[About this task] Quote the records below word for word, please, from the very first line through the one that contains "returns optimal paths.", and nothing beyond it.

[Material for the task]
- Opening Delimiter -
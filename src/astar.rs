//! AStarSearch: goal-directed pathfinding over the relation graph.
//!
//! The heuristic is the S³ geodesic distance between the current
//! composition's centroid and the goal's: admissible because geodesic
//! distance is the shortest possible path on the sphere, and consistent
//! because the triangle inequality holds on S³, so standard A* (weight 1.0)
//! returns optimal paths. Edge cost is `1 / (elo_norm * obs_norm)` with both
//! factors clamped to `[0.01, 1]` — well-evidenced, high-confidence
//! relations are cheap to traverse, thin or unreliable ones are expensive.

use crate::geometry::distance_s3;
use crate::storage::Datastore;
use nalgebra::Vector4;
use std::cmp::Ordering;
use std::collections::{BinaryHeap, HashMap, HashSet};

/// Cap on incident relations fetched per expansion, matching the walk
/// engine's graph-neighbor bound.
const MAX_NEIGHBORS: usize = 500;

#[derive(Debug, Clone, Copy)]
pub struct AStarConfig {
    pub max_expansions: usize,
    pub heuristic_weight: f64,
    pub min_elo: f64,
    pub min_observations: f64,
    /// 0 = full A*; >0 keeps only the best `beam_width` frontier nodes per
    /// expansion round, trading optimality for a bounded frontier.
    pub beam_width: usize,
}

impl Default for AStarConfig {
    fn default() -> Self {
        Self {
            max_expansions: 10_000,
            heuristic_weight: 1.0,
            min_elo: 800.0,
            min_observations: 1.0,
            beam_width: 0,
        }
    }
}

#[derive(Debug, Clone)]
pub struct AStarPath {
    pub nodes: Vec<u128>,
    pub total_cost: f64,
    pub avg_elo: f64,
    pub avg_observations: f64,
    pub found: bool,
    pub nodes_expanded: usize,
}

impl AStarPath {
    fn not_found(nodes_expanded: usize) -> Self {
        Self {
            nodes: Vec::new(),
            total_cost: f64::INFINITY,
            avg_elo: 0.0,
            avg_observations: 0.0,
            found: false,
            nodes_expanded,
        }
    }
}

#[derive(Clone)]
struct Frontier {
    f_cost: f64,
    g_cost: f64,
    id: u128,
}

impl PartialEq for Frontier {
    fn eq(&self, other: &Self) -> bool {
        self.f_cost == other.f_cost
    }
}
impl Eq for Frontier {}
impl Ord for Frontier {
    fn cmp(&self, other: &Self) -> Ordering {
        // Reversed so BinaryHeap (a max-heap) pops the lowest f_cost first.
        other
            .f_cost
            .partial_cmp(&self.f_cost)
            .unwrap_or(Ordering::Equal)
    }
}
impl PartialOrd for Frontier {
    fn partial_cmp(&self, other: &Self) -> Option<Ordering> {
        Some(self.cmp(other))
    }
}

struct Neighbor {
    id: u128,
    elo: f64,
    observations: f64,
    position: Vector4<f64>,
}

pub struct AStarSearch<'a> {
    datastore: &'a dyn Datastore,
}

impl<'a> AStarSearch<'a> {
    pub fn new(datastore: &'a dyn Datastore) -> Self {
        Self { datastore }
    }

    pub async fn search(
        &self,
        start: u128,
        goal: u128,
        config: &AStarConfig,
    ) -> crate::error::Result<AStarPath> {
        self.search_multi_goal(start, &[goal], config).await
    }

    /// Finds a path from `start` to any composition in `goals`, using the
    /// minimum geodesic distance to any goal as the heuristic.
    pub async fn search_multi_goal(
        &self,
        start: u128,
        goals: &[u128],
        config: &AStarConfig,
    ) -> crate::error::Result<AStarPath> {
        if goals.is_empty() {
            return Ok(AStarPath::not_found(0));
        }

        let start_pos = self.load_position(start).await?;
        let mut goal_positions = Vec::with_capacity(goals.len());
        for &g in goals {
            goal_positions.push(self.load_position(g).await?);
        }
        let goal_set: HashSet<u128> = goals.iter().copied().collect();

        let mut g_scores: HashMap<u128, f64> = HashMap::new();
        let mut parents: HashMap<u128, u128> = HashMap::new();
        let mut edge_info: HashMap<u128, (f64, f64)> = HashMap::new();
        let mut closed: HashSet<u128> = HashSet::new();

        g_scores.insert(start, 0.0);
        let mut open = BinaryHeap::new();
        open.push(Frontier {
            f_cost: self.heuristic(&start_pos, &goal_positions) * config.heuristic_weight,
            g_cost: 0.0,
            id: start,
        });

        let mut expansions = 0usize;

        while let Some(current) = open.pop() {
            if closed.contains(&current.id) {
                continue;
            }
            if goal_set.contains(&current.id) {
                return Ok(self.reconstruct_path(
                    start,
                    current.id,
                    &parents,
                    &g_scores,
                    &edge_info,
                    expansions,
                ));
            }

            closed.insert(current.id);
            expansions += 1;
            if expansions > config.max_expansions {
                return Ok(AStarPath::not_found(expansions));
            }

            let neighbors = self
                .get_neighbors(current.id, config.min_elo, config.min_observations)
                .await?;

            let mut ranked: Vec<(f64, Neighbor)> = Vec::with_capacity(neighbors.len());
            for neighbor in neighbors {
                if closed.contains(&neighbor.id) {
                    continue;
                }
                let cost = self.edge_cost(neighbor.elo, neighbor.observations);
                ranked.push((cost, neighbor));
            }

            if config.beam_width > 0 && ranked.len() > config.beam_width {
                ranked.sort_by(|a, b| a.0.partial_cmp(&b.0).unwrap_or(Ordering::Equal));
                ranked.truncate(config.beam_width);
            }

            for (cost, neighbor) in ranked {
                let tentative_g = current.g_cost + cost;
                let better = g_scores
                    .get(&neighbor.id)
                    .map(|&existing| tentative_g < existing)
                    .unwrap_or(true);
                if better {
                    g_scores.insert(neighbor.id, tentative_g);
                    parents.insert(neighbor.id, current.id);
                    edge_info.insert(neighbor.id, (neighbor.elo, neighbor.observations));
                    let h = self.heuristic(&neighbor.position, &goal_positions);
                    open.push(Frontier {
                        f_cost: tentative_g + h * config.heuristic_weight,
                        g_cost: tentative_g,
                        id: neighbor.id,
                    });
                }
            }
        }

        Ok(AStarPath::not_found(expansions))
    }

    async fn load_position(&self, comp_id: u128) -> crate::error::Result<Vector4<f64>> {
        let comp = self.datastore.fetch_composition(comp_id).await?.ok_or_else(|| {
            crate::error::SubstrateError::InvalidComposition(format!("{comp_id:#x} not found"))
        })?;
        let phys = self
            .datastore
            .fetch_physicality(comp.phys_id)
            .await?
            .ok_or_else(|| crate::error::SubstrateError::Invariant("missing physicality".into()))?;
        Ok(phys.centroid)
    }

    async fn get_neighbors(
        &self,
        comp_id: u128,
        min_elo: f64,
        min_observations: f64,
    ) -> crate::error::Result<Vec<Neighbor>> {
        let siblings = self
            .datastore
            .fetch_relation_neighbors(comp_id, MAX_NEIGHBORS)
            .await?;
        Ok(siblings
            .into_iter()
            .filter(|n| n.elo >= min_elo && (n.observations as f64) >= min_observations)
            .map(|n| Neighbor {
                id: n.comp_id,
                elo: n.elo,
                observations: n.observations as f64,
                position: n.centroid,
            })
            .collect())
    }

    fn heuristic(&self, current: &Vector4<f64>, goals: &[Vector4<f64>]) -> f64 {
        goals
            .iter()
            .map(|g| distance_s3(current, g))
            .fold(f64::INFINITY, f64::min)
    }

    fn edge_cost(&self, elo: f64, observations: f64) -> f64 {
        let elo_norm = ((elo - 800.0) / 1200.0).clamp(0.01, 1.0);
        let obs_norm = ((1.0 + observations).ln() / 1000f64.ln()).clamp(0.01, 1.0);
        1.0 / (elo_norm * obs_norm)
    }

    fn reconstruct_path(
        &self,
        start: u128,
        goal: u128,
        parents: &HashMap<u128, u128>,
        g_scores: &HashMap<u128, f64>,
        edge_info: &HashMap<u128, (f64, f64)>,
        expansions: usize,
    ) -> AStarPath {
        let mut nodes = vec![goal];
        let mut current = goal;
        while current != start {
            match parents.get(&current) {
                Some(&parent) => {
                    current = parent;
                    nodes.push(current);
                }
                None => break,
            }
        }
        nodes.reverse();

        let (elo_sum, obs_sum, count) = nodes.iter().filter_map(|n| edge_info.get(n)).fold(
            (0.0, 0.0, 0usize),
            |(elo_sum, obs_sum, count), (elo, obs)| (elo_sum + elo, obs_sum + obs, count + 1),
        );

        AStarPath {
            total_cost: *g_scores.get(&goal).unwrap_or(&f64::INFINITY),
            avg_elo: if count > 0 { elo_sum / count as f64 } else { 0.0 },
            avg_observations: if count > 0 { obs_sum / count as f64 } else { 0.0 },
            found: true,
            nodes_expanded: expansions,
            nodes,
        }
    }
}

#[cfg(test)]
mod tests {
    use super::*;

    #[test]
    fn edge_cost_prefers_high_confidence_relations() {
        let search = TestHarness::edge_cost_only();
        let cheap = search.edge_cost(2000.0, 100.0);
        let expensive = search.edge_cost(800.0, 1.0);
        assert!(cheap < expensive);
    }

    #[test]
    fn heuristic_picks_nearest_goal() {
        let search = TestHarness::edge_cost_only();
        let current = Vector4::new(1.0, 0.0, 0.0, 0.0);
        let near = Vector4::new(0.99, 0.14, 0.0, 0.0);
        let far = Vector4::new(-1.0, 0.0, 0.0, 0.0);
        let h = search.heuristic(&current, &[far, near]);
        assert!((h - distance_s3(&current, &near)).abs() < 1e-9);
    }

    #[test]
    fn not_found_path_has_infinite_cost() {
        let path = AStarPath::not_found(3);
        assert!(!path.found);
        assert!(path.total_cost.is_infinite());
        assert_eq!(path.nodes_expanded, 3);
    }

    /// Minimal datastore-free harness for exercising pure functions that
    /// don't touch storage.
    struct TestHarness;
    impl TestHarness {
        fn edge_cost_only() -> AStarSearch<'static> {
            // Leaks a trivial Datastore impl for the lifetime of the test
            // process; acceptable since tests are short-lived and this
            // avoids threading a real connection through pure-function tests.
            struct NoopDatastore;
            #[async_trait::async_trait]
            impl Datastore for NoopDatastore {
                async fn begin(&self) -> crate::error::Result<Box<dyn crate::storage::Transaction>> {
                    unimplemented!()
                }
                async fn query_radius(
                    &self,
                    _center: &Vector4<f64>,
                    _radius: f64,
                    _limit: usize,
                ) -> crate::error::Result<Vec<crate::substrate::Physicality>> {
                    unimplemented!()
                }
                async fn query_knn(
                    &self,
                    _center: &Vector4<f64>,
                    _k: usize,
                ) -> crate::error::Result<Vec<crate::substrate::Physicality>> {
                    unimplemented!()
                }
                async fn fetch_physicality(
                    &self,
                    _phys_id: u128,
                ) -> crate::error::Result<Option<crate::substrate::Physicality>> {
                    unimplemented!()
                }
                async fn fetch_relation_neighbors(
                    &self,
                    _comp_id: u128,
                    _limit: usize,
                ) -> crate::error::Result<Vec<crate::storage::RelationNeighbor>> {
                    unimplemented!()
                }
                async fn fetch_composition(
                    &self,
                    _comp_id: u128,
                ) -> crate::error::Result<Option<crate::substrate::Composition>> {
                    unimplemented!()
                }
            }
            AStarSearch::new(Box::leak(Box::new(NoopDatastore)))
        }
    }
}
- Closing Delimiter -
[Written solution]
filename src/astar.rs
//! AStarSearch: goal-directed pathfinding over the relation graph.
//!
//! The heuristic is the S³ geodesic distance between the current
//! composition's centroid and the goal's: admissible because geodesic
//! distance is the shortest possible path on the sphere, and consistent
//! because the triangle inequality holds on S³, so standard A* (weight 1.0)
//! returns optimal paths. Edge cost is `1 / (elo_norm * obs_norm)` with both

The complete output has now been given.